On being recklessly creative

I suffer from a somewhat aggressive case of nostalgia. Like, sometimes a wave of nostalgia just hits me, and I start whipping out my old journals, old stories, and sorting through old videos and photos.




In doing this, I always get struck with the same realization: When I was little, I created stuff constantly. I wrote hundred-paged stories, daily journal entries, and depressing teenager-y poetry. My friend and I would make (what we thought were) the funniest little movies of all time, and I'd prop up my point-and-shoot camera in the backyard and take artsy self portraits. I didn't care about the lighting. I didn't stop and think if my poems were any good. I didn't restrict my journal writing to only the "successful days." I didn't read or edit my stories as I went along-- I just kept writing.



I miss that. I miss being recklessly creative.
I miss being able to create new things without it ever feeling like work, without constantly being restricted by the need to be "good," without worrying about being pretentious, or worrying about being dumb.
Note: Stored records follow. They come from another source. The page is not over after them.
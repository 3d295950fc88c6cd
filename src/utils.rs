//! Utility modules: developer logging, numeric helpers.
pub mod devlog;
pub mod num;
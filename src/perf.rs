//! Timing and throughput bookkeeping for optimization and classification.

use parking_lot::Mutex;
use serde::{Deserialize, Serialize};
use std::collections::VecDeque;
use std::time::{Duration, Instant};

/// Samples kept per monitor; older samples are dropped first.
pub const MAX_SAMPLES: usize = 100;

#[derive(Clone, Copy, Debug, PartialEq, Eq, Hash, Serialize, Deserialize)]
#[serde(rename_all = "lowercase")]
pub enum Operation {
    Optimization,
    Classification,
}

#[derive(Clone, Debug, PartialEq, Serialize)]
pub struct PerformanceSample {
    pub operation: Operation,
    pub duration: Duration,
    pub file_size: u64,
    /// Epoch milliseconds when the sample was recorded.
    pub timestamp: i64,
}

#[derive(Clone, Copy, Debug, Default, PartialEq, Serialize)]
pub struct OperationMetrics {
    pub samples: usize,
    pub average_ms: f64,
    pub total_bytes: u64,
    pub throughput_bytes_per_sec: f64,
}

#[derive(Clone, Copy, Debug, Default, PartialEq, Serialize)]
pub struct PerformanceMetrics {
    pub optimization: OperationMetrics,
    pub classification: OperationMetrics,
}

/// Ring buffer of recent timing samples.
pub struct PerformanceMonitor {
    samples: Mutex<VecDeque<PerformanceSample>>,
    capacity: usize,
}

impl Default for PerformanceMonitor {
    fn default() -> Self {
        Self::with_capacity(MAX_SAMPLES)
    }
}

/// Running timer returned by [`PerformanceMonitor::start_timing`].
#[must_use = "call stop() to record the sample"]
pub struct TimingGuard<'a> {
    monitor: &'a PerformanceMonitor,
    operation: Operation,
    start: Instant,
}

impl TimingGuard<'_> {
    /// Records the elapsed time against `file_size` bytes and returns it.
    pub fn stop(self, file_size: u64) -> Duration {
        let elapsed = self.start.elapsed();
        self.monitor.record(self.operation, elapsed, file_size);
        elapsed
    }
}

impl PerformanceMonitor {
    #[must_use]
    pub fn new() -> Self {
        Self::default()
    }

    #[must_use]
    pub fn with_capacity(capacity: usize) -> Self {
        let capacity = capacity.max(1);
        Self { samples: Mutex::new(VecDeque::with_capacity(capacity)), capacity }
    }

    pub fn start_timing(&self, operation: Operation) -> TimingGuard<'_> {
        TimingGuard { monitor: self, operation, start: Instant::now() }
    }

    pub fn record(&self, operation: Operation, duration: Duration, file_size: u64) {
        let sample = PerformanceSample {
            operation,
            duration,
            file_size,
            timestamp: chrono::Utc::now().timestamp_millis(),
        };
        log::debug!(
            target: "visioncache::metrics",
            "{operation:?} took {:.1}ms for {file_size} bytes",
            duration.as_secs_f64() * 1000.0
        );
        let mut samples = self.samples.lock();
        while samples.len() >= self.capacity {
            samples.pop_front();
        }
        samples.push_back(sample);
    }

    #[must_use]
    pub fn samples(&self) -> Vec<PerformanceSample> {
        self.samples.lock().iter().cloned().collect()
    }

    #[must_use]
    pub fn len(&self) -> usize {
        self.samples.lock().len()
    }

    #[must_use]
    pub fn is_empty(&self) -> bool {
        self.len() == 0
    }

    pub fn clear(&self) {
        self.samples.lock().clear();
    }

    /// Mean duration of `operation`, zero without samples.
    #[must_use]
    pub fn average_time(&self, operation: Operation) -> Duration {
        let samples = self.samples.lock();
        let (count, total) = samples
            .iter()
            .filter(|s| s.operation == operation)
            .fold((0u32, Duration::ZERO), |(n, t), s| (n + 1, t + s.duration));
        if count == 0 { Duration::ZERO } else { total / count }
    }

    /// Total bytes over total seconds for `operation`, zero without elapsed time.
    #[must_use]
    pub fn throughput(&self, operation: Operation) -> f64 {
        let samples = self.samples.lock();
        let (bytes, secs) = samples
            .iter()
            .filter(|s| s.operation == operation)
            .fold((0u64, 0f64), |(b, t), s| (b + s.file_size, t + s.duration.as_secs_f64()));
        if secs > 0.0 { bytes as f64 / secs } else { 0.0 }
    }

    fn operation_metrics(&self, operation: Operation) -> OperationMetrics {
        let (samples, total_bytes) = {
            let guard = self.samples.lock();
            guard
                .iter()
                .filter(|s| s.operation == operation)
                .fold((0usize, 0u64), |(n, b), s| (n + 1, b + s.file_size))
        };
        OperationMetrics {
            samples,
            average_ms: self.average_time(operation).as_secs_f64() * 1000.0,
            total_bytes,
            throughput_bytes_per_sec: self.throughput(operation),
        }
    }

    #[must_use]
    pub fn metrics(&self) -> PerformanceMetrics {
        PerformanceMetrics {
            optimization: self.operation_metrics(Operation::Optimization),
            classification: self.operation_metrics(Operation::Classification),
        }
    }
}

#[cfg(test)]
mod tests {
    use super::*;

    #[test]
    fn ring_buffer_drops_oldest() {
        let m = PerformanceMonitor::with_capacity(3);
        for size in 1..=5u64 {
            m.record(Operation::Optimization, Duration::from_millis(10), size);
        }
        let sizes: Vec<u64> = m.samples().iter().map(|s| s.file_size).collect();
        assert_eq!(sizes, vec![3, 4, 5]);
    }

    #[test]
    fn averages_are_per_operation() {
        let m = PerformanceMonitor::new();
        m.record(Operation::Optimization, Duration::from_millis(100), 1_000);
        m.record(Operation::Optimization, Duration::from_millis(300), 3_000);
        m.record(Operation::Classification, Duration::from_millis(50), 0);
        assert_eq!(m.average_time(Operation::Optimization), Duration::from_millis(200));
        assert!((m.throughput(Operation::Optimization) - 10_000.0).abs() < 1e-6);
        let all = m.metrics();
        assert_eq!(all.optimization.samples, 2);
        assert_eq!(all.classification.samples, 1);
        assert_eq!(all.classification.throughput_bytes_per_sec, 0.0);
    }

    #[test]
    fn empty_monitor_reports_zero() {
        let m = PerformanceMonitor::new();
        assert_eq!(m.average_time(Operation::Classification), Duration::ZERO);
        assert_eq!(m.throughput(Operation::Classification), 0.0);
    }

    #[test]
    fn guard_records_on_stop() {
        let m = PerformanceMonitor::new();
        let t = m.start_timing(Operation::Classification);
        let d = t.stop(42);
        let s = m.samples();
        assert_eq!(s.len(), 1);
        assert_eq!(s[0].file_size, 42);
        assert_eq!(s[0].duration, d);
    }
}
Now, I know a lot of this is part of growing up. When you grow up, fun only becomes one of the motivators (and usually, one of the less prioritized ones). When we're really dedicated to our art (whether it be painting or dancing or writing, etc), we focus on improvement, success, self-fulfillment, goals, and the future. If we're lucky, fun is a bi-product of the rest. This isn't necessarily bad, because more caring means more effort, and more effort means more results. But it does feel a little less free, doesn't it?

 
Since starting this blog, I've been hooked on the idea of creation. I'm fascinated by people who make their own business, their own platform, their own art, and with it, their own life. What an idea: to not merely live inside the perimeters of life, but create and define your own life from the bottom up. I think that sounds amazing. But what I've realized since starting this blog, this creative outlet that holds me accountable to continue creating, is that somewhere along the line, creativity becomes work. I don't have tons of experience with all of this (yet), but I've noticed a few things from watching others. You can't build a life off of writing stories that you never edit or read-over. You can't build a life taking photos without any consideration for lighting or quality. You have to pull yourself out of bed every morning and stop procrastinating on the internet, and you have to learn how to keep creating even if it doesn't feel fun.

Here's the paradox: We want to find success doing creative things, because it's fulfilling and enjoyable. And so we work, and try (really hard) to be as good as we can. But work, or the desire to be "good" doesn't breed creativity. Sometimes we build up our work, our goals, and our desires to be like the walls in an increasingly-narrow hallway: you might eventually get where you want to go, but there's barely any room for creativity to flourish while you're in there.

Here's a relevant quote (via Pinterest):

In between goals is this thing called life, and is has to be lived and enjoyed. 

I want to work hard, get better, and make a life that I can define for myself. I also want to be recklessly creative and run around in the sunlight, splashing paint and snapping pictures. The key, of course, is balance.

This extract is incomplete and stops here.